__Work item__
Pull each line holding the word "Stdio" from the data.

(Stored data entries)

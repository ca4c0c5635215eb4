use crate::dispatch;
use script_core::config::Config;
use script_core::kind::ScriptKind;
use script_core::metadata::parse_script_metadata;

pub async fn run(config: &Config, script: &str, json: bool) -> anyhow::Result<()> {
    let path = dispatch::resolve_script(config, script)?;
    let meta = parse_script_metadata(&path);
    let kind = ScriptKind::from_path(&path);

    if json {
        let value = serde_json::json!({
            "path": path.display().to_string(),
            "type": kind.map(|k| k.to_string()),
            "name": meta.friendly_name,
            "description": meta.description,
            "undoable": meta.undoable,
            "undo_description": meta.undo_description,
            "developer": meta.developer,
            "link": meta.link,
        });
        println!("{}", serde_json::to_string_pretty(&value)?);
        return Ok(());
    }

    println!("Name:        {}", meta.friendly_name);
    println!("Path:        {}", path.display());
    println!(
        "Type:        {}",
        kind.map(|k| k.to_string()).unwrap_or_else(|| "unsupported".into())
    );
    if !meta.developer.is_empty() {
        println!("Developer:   {}", meta.developer);
    }
    if !meta.link.is_empty() {
        println!("Link:        {}", meta.link);
    }
    if !meta.description.is_empty() {
        println!("Description: {}", meta.description);
    }
    println!("Undoable:    {}", if meta.undoable { "Yes" } else { "No" });
    if meta.undoable && !meta.undo_description.is_empty() {
        println!("Undo:        {}", meta.undo_description);
    }
    Ok(())
}
use script_core::config::Interpreters;
use script_core::error::LaunchError;
use script_core::invocation::Invocation;
use script_core::request::ScriptRequest;
use script_core::Launcher;
use std::process::Stdio;
use tokio::process::Command;
use tracing::{debug, info, warn};

/// Whether the OS accepted the elevation request. Says nothing about how the
/// script itself ends; its output goes to a separate console window.
#[derive(Debug, Clone, PartialEq, Eq)]
pub struct ElevationResult {
    pub accepted: bool,
    pub message: String,
}

impl ElevationResult {
    fn accepted(message: String) -> Self {
        Self {
            accepted: true,
            message,
        }
    }

    fn failed(message: String) -> Self {
        Self {
            accepted: false,
            message,
        }
    }
}

/// pkexec exit code when the user dismisses the prompt.
#[cfg(not(windows))]
const PKEXEC_DISMISSED: i32 = 126;

/// pkexec exit code when authorization fails.
#[cfg(not(windows))]
const PKEXEC_NOT_AUTHORIZED: i32 = 127;

/// Launches scripts through the OS elevation prompt. On Windows this is
/// `Start-Process -Verb RunAs` (UAC); elsewhere the invocation is handed to
/// `pkexec`, and any non-zero exit of the helper counts as a refused request.
pub struct ElevatedLauncher {
    interpreters: Interpreters,
    facility: String,
}

impl ElevatedLauncher {
    pub fn new(interpreters: Interpreters) -> Self {
        let facility = if cfg!(windows) {
            interpreters.powershell.clone()
        } else {
            "pkexec".to_string()
        };
        Self {
            interpreters,
            facility,
        }
    }

    /// Use a different elevation helper program.
    pub fn with_facility(mut self, facility: impl Into<String>) -> Self {
        self.facility = facility.into();
        self
    }

    /// Request elevation. Setup errors are returned before the prompt is
    /// shown; everything after that is folded into [`ElevationResult`].
    pub async fn request(&self, request: &ScriptRequest) -> Result<ElevationResult, LaunchError> {
        let invocation = Invocation::for_request(request, &self.interpreters)?;
        if !request.path.is_file() {
            return Err(LaunchError::ScriptNotFound(request.path.display().to_string()));
        }

        info!(
            "Attempting to {} as Administrator: {}",
            request.mode,
            request.script_name()
        );

        let result = self.invoke_facility(&invocation).await;
        if result.accepted {
            info!("{}", result.message);
        } else {
            warn!("Failed to run script as Administrator: {}", result.message);
        }
        Ok(result)
    }

    #[cfg(windows)]
    async fn invoke_facility(&self, invocation: &Invocation) -> ElevationResult {
        const CREATE_NO_WINDOW: u32 = 0x0800_0000;

        let mut script = format!(
            "Start-Process -FilePath '{}' -Verb RunAs",
            ps_quote(&invocation.program)
        );
        if !invocation.args.is_empty() {
            script.push_str(&format!(
                " -ArgumentList '{}'",
                ps_quote(&invocation.argument_string())
            ));
        }
        debug!("Elevation request: {}", script);

        let output = Command::new(&self.facility)
            .args(["-NoProfile", "-NonInteractive", "-Command", &script])
            .stdin(Stdio::null())
            .creation_flags(CREATE_NO_WINDOW)
            .output()
            .await;

        match output {
            Ok(o) if o.status.success() => ElevationResult::accepted(
                "Output will appear in a separate console window".to_string(),
            ),
            Ok(o) => {
                let stderr = String::from_utf8_lossy(&o.stderr);
                ElevationResult::failed(format!("elevation request declined or failed: {}", stderr.trim()))
            }
            Err(e) => ElevationResult::failed(format!("{}: {}", self.facility, e)),
        }
    }

    #[cfg(not(windows))]
    async fn invoke_facility(&self, invocation: &Invocation) -> ElevationResult {
        debug!("Elevation request: {} {}", self.facility, invocation.command_line());

        // pkexec returns when the target exits; its status is all we get back.
        let output = Command::new(&self.facility)
            .arg(&invocation.program)
            .args(&invocation.args)
            .stdin(Stdio::null())
            .stdout(Stdio::null())
            .stderr(Stdio::piped())
            .output()
            .await;

        match output {
            Ok(o) if o.status.success() => {
                ElevationResult::accepted(format!("Elevated run via {} finished", self.facility))
            }
            Ok(o) => {
                let reason = match o.status.code() {
                    Some(PKEXEC_DISMISSED) => "elevation prompt was dismissed".to_string(),
                    Some(PKEXEC_NOT_AUTHORIZED) => "not authorized to run as administrator".to_string(),
                    Some(code) => format!("elevated process exited with code {}", code),
                    None => "elevated process was terminated by a signal".to_string(),
                };
                let stderr = String::from_utf8_lossy(&o.stderr);
                let detail = stderr.trim();
                if detail.is_empty() {
                    ElevationResult::failed(reason)
                } else {
                    ElevationResult::failed(format!("{}: {}", reason, detail))
                }
            }
            Err(e) => ElevationResult::failed(format!("{}: {}", self.facility, e)),
        }
    }
}

#[async_trait::async_trait]
impl Launcher for ElevatedLauncher {
    type Handle = ElevationResult;

    fn name(&self) -> &str {
        "elevated"
    }

    async fn launch(&self, request: &ScriptRequest) -> Result<ElevationResult, LaunchError> {
        self.request(request).await
    }
}

#[cfg(windows)]
fn ps_quote(s: &str) -> String {
    s.replace('\'', "''")
}

#[cfg(test)]
mod tests {
    use super::*;
    use script_core::request::{Elevation, RunMode};

    fn launcher() -> ElevatedLauncher {
        ElevatedLauncher::new(Interpreters::default())
    }

    #[tokio::test]
    async fn test_exe_undo_rejected() {
        let req = ScriptRequest::new("/s/tool.exe", RunMode::Undo, Elevation::Elevated);
        let err = launcher().request(&req).await.unwrap_err();
        assert!(matches!(err, LaunchError::UndoUnsupported(_)));
    }

    #[tokio::test]
    async fn test_unsupported_type_rejected() {
        let req = ScriptRequest::run("/s/notes.md").elevated();
        let err = launcher().launch(&req).await.unwrap_err();
        assert!(matches!(err, LaunchError::UnsupportedType(_)));
    }

    #[cfg(unix)]
    #[tokio::test]
    async fn test_missing_facility_reports_failure() {
        let dir = tempfile::tempdir().unwrap();
        let path = dir.path().join("a.py");
        std::fs::write(&path, "print(1)\n").unwrap();

        let result = launcher()
            .with_facility("/nonexistent/elevate-helper")
            .request(&ScriptRequest::run(&path).elevated())
            .await
            .unwrap();
        assert!(!result.accepted);
        assert!(result.message.contains("/nonexistent/elevate-helper"));
    }

    #[cfg(unix)]
    #[tokio::test]
    async fn test_declined_prompt_reports_failure() {
        let dir = tempfile::tempdir().unwrap();
        let path = dir.path().join("a.py");
        std::fs::write(&path, "print(1)\n").unwrap();

        for (code, reason) in [(126, "dismissed"), (127, "not authorized"), (3, "code 3")] {
            // `sh <helper> <script>` stands in for `pkexec <python> <script>`.
            let helper = dir.path().join(format!("helper{code}.sh"));
            std::fs::write(&helper, format!("echo refused >&2\nexit {code}\n")).unwrap();
            let interpreters = Interpreters {
                python: helper.display().to_string(),
                ..Interpreters::default()
            };

            let result = ElevatedLauncher::new(interpreters)
                .with_facility("sh")
                .request(&ScriptRequest::run(&path).elevated())
                .await
                .unwrap();
            assert!(!result.accepted, "exit {code} must not be accepted");
            assert!(result.message.contains(reason), "{}", result.message);
            assert!(result.message.contains("refused"), "{}", result.message);
        }
    }

    #[cfg(unix)]
    #[tokio::test]
    async fn test_accepted_when_facility_succeeds() {
        let dir = tempfile::tempdir().unwrap();
        let path = dir.path().join("a.py");
        std::fs::write(&path, "print(1)\n").unwrap();

        let result = launcher()
            .with_facility("true")
            .request(&ScriptRequest::undo(&path).elevated())
            .await
            .unwrap();
        assert!(result.accepted);
    }
}
//! Pre-processing for frozen computation graphs.
//!
//! A frozen graph is a mapping from node name to node, where each node carries
//! an operator type and the names of the nodes it feeds into. Before any
//! latency estimation can run over such a graph, three things are needed:
//!
//! - a deterministic linear execution order honoring data dependencies,
//!   starting from one or more designated entry nodes ([`execution_order`]);
//! - for operator nodes consuming learned parameters, the names of the sibling
//!   nodes holding those parameters ([`find_weight_roots`]);
//! - the flat numeric contents of a parameter node's tensor record, whichever
//!   way the producer encoded them ([`tensor_value`]).
//!
//! All three are pure functions over immutable borrows; the graph and its
//! tensor records stay owned by the caller.

pub mod graph;
pub mod sequence;
pub mod tensor;
pub mod weights;

pub use graph::{Graph, GraphError, Node, NodeAttr};
pub use sequence::execution_order;
pub use tensor::{TensorData, TensorError, TensorRecord, shape_height, shape_width, tensor_value};
pub use weights::{WeightOp, find_weight_roots};
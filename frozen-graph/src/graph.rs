//! In-memory representation of a frozen computation graph.
//!
//! The graph is a flat map from node name to [`Node`]. Edges are stored on the
//! producer side only: a node lists the names of its consumers in `outbounds`.
//! Inbound lists are carried through (de)serialization for fidelity with the
//! on-disk IR but are never consulted here, since they can always be recovered
//! by scanning the other nodes' `outbounds`.

use std::collections::{HashMap, HashSet};

use itertools::Itertools;
use serde::{Deserialize, Serialize};

#[derive(thiserror::Error, Debug)]
pub enum GraphError {
    #[error("node '{0}' is not present in the graph")]
    MissingNode(String),
}

/// Attributes attached to a node in the graph description.
///
/// `name` is the canonical identifier of the node and must equal the key under
/// which the node is stored in the owning [`Graph`]; weight-root derivation
/// rewrites this name.
#[derive(Clone, Debug, Default, Serialize, Deserialize, PartialEq)]
pub struct NodeAttr {
    pub name: String,
    #[serde(rename = "type")]
    pub op_type: String,
    #[serde(default, skip_serializing_if = "Vec::is_empty")]
    pub output_shape: Vec<Vec<i64>>,
}

/// A single operator or parameter node.
#[derive(Clone, Debug, Default, Serialize, Deserialize, PartialEq)]
pub struct Node {
    pub attr: NodeAttr,
    #[serde(default)]
    pub inbounds: Vec<String>,
    #[serde(default)]
    pub outbounds: Vec<String>,
}

impl Node {
    pub fn new(name: impl Into<String>, op_type: impl Into<String>) -> Self {
        Self {
            attr: NodeAttr {
                name: name.into(),
                op_type: op_type.into(),
                output_shape: Vec::new(),
            },
            inbounds: Vec::new(),
            outbounds: Vec::new(),
        }
    }

    pub fn with_outbounds<I, S>(mut self, outbounds: I) -> Self
    where
        I: IntoIterator<Item = S>,
        S: Into<String>,
    {
        self.outbounds = outbounds.into_iter().map(Into::into).collect();
        self
    }

    pub fn name(&self) -> &str {
        &self.attr.name
    }

    pub fn op_type(&self) -> &str {
        &self.attr.op_type
    }

    /// Identity nodes alias another node's value without transformation and
    /// never hold weights themselves.
    pub fn is_identity(&self) -> bool {
        self.attr.op_type == "Identity"
    }
}

/// A frozen computation graph, keyed by node name.
///
/// Deserializes directly from an IR-shaped JSON object of the form
/// `{"node_name": {"attr": {...}, "outbounds": [...]}, ...}`. Insertion order
/// is not meaningful; all lookups are by name.
#[derive(Clone, Debug, Default, Serialize, Deserialize)]
#[serde(transparent)]
pub struct Graph {
    nodes: HashMap<String, Node>,
}

impl Graph {
    pub fn new() -> Self {
        Self::default()
    }

    /// Inserts a node under its canonical name, replacing any previous node
    /// stored under that name.
    pub fn insert(&mut self, node: Node) -> Option<Node> {
        self.nodes.insert(node.attr.name.clone(), node)
    }

    pub fn get(&self, name: &str) -> Option<&Node> {
        self.nodes.get(name)
    }

    /// Like [`Graph::get`] but also yields the stored key, which outlives the
    /// lookup name.
    pub fn get_entry(&self, name: &str) -> Option<(&str, &Node)> {
        self.nodes.get_key_value(name).map(|(k, v)| (k.as_str(), v))
    }

    /// Fails with [`GraphError::MissingNode`] when `name` is absent.
    pub fn node(&self, name: &str) -> Result<&Node, GraphError> {
        self.get(name)
            .ok_or_else(|| GraphError::MissingNode(name.to_string()))
    }

    pub fn contains(&self, name: &str) -> bool {
        self.nodes.contains_key(name)
    }

    pub fn len(&self) -> usize {
        self.nodes.len()
    }

    pub fn is_empty(&self) -> bool {
        self.nodes.is_empty()
    }

    pub fn iter(&self) -> impl Iterator<Item = (&str, &Node)> {
        self.nodes.iter().map(|(k, v)| (k.as_str(), v))
    }

    /// Names of nodes that no other node feeds into, sorted by name.
    ///
    /// These are the natural graph heads when the caller does not designate
    /// any. Derived by scanning `outbounds` rather than trusting the inbound
    /// lists.
    pub fn source_nodes(&self) -> Vec<&str> {
        let consumed: HashSet<&str> = self
            .nodes
            .values()
            .flat_map(|node| node.outbounds.iter().map(String::as_str))
            .collect();
        self.nodes
            .keys()
            .map(String::as_str)
            .filter(|name| !consumed.contains(name))
            .sorted()
            .collect()
    }
}

impl FromIterator<Node> for Graph {
    fn from_iter<I: IntoIterator<Item = Node>>(iter: I) -> Self {
        let mut graph = Graph::new();
        for node in iter {
            graph.insert(node);
        }
        graph
    }
}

__Exercise solution__
use std::process::Stdio;
            .stdin(Stdio::null())
            .stdin(Stdio::null())
            .stdout(Stdio::null())
            .stderr(Stdio::piped())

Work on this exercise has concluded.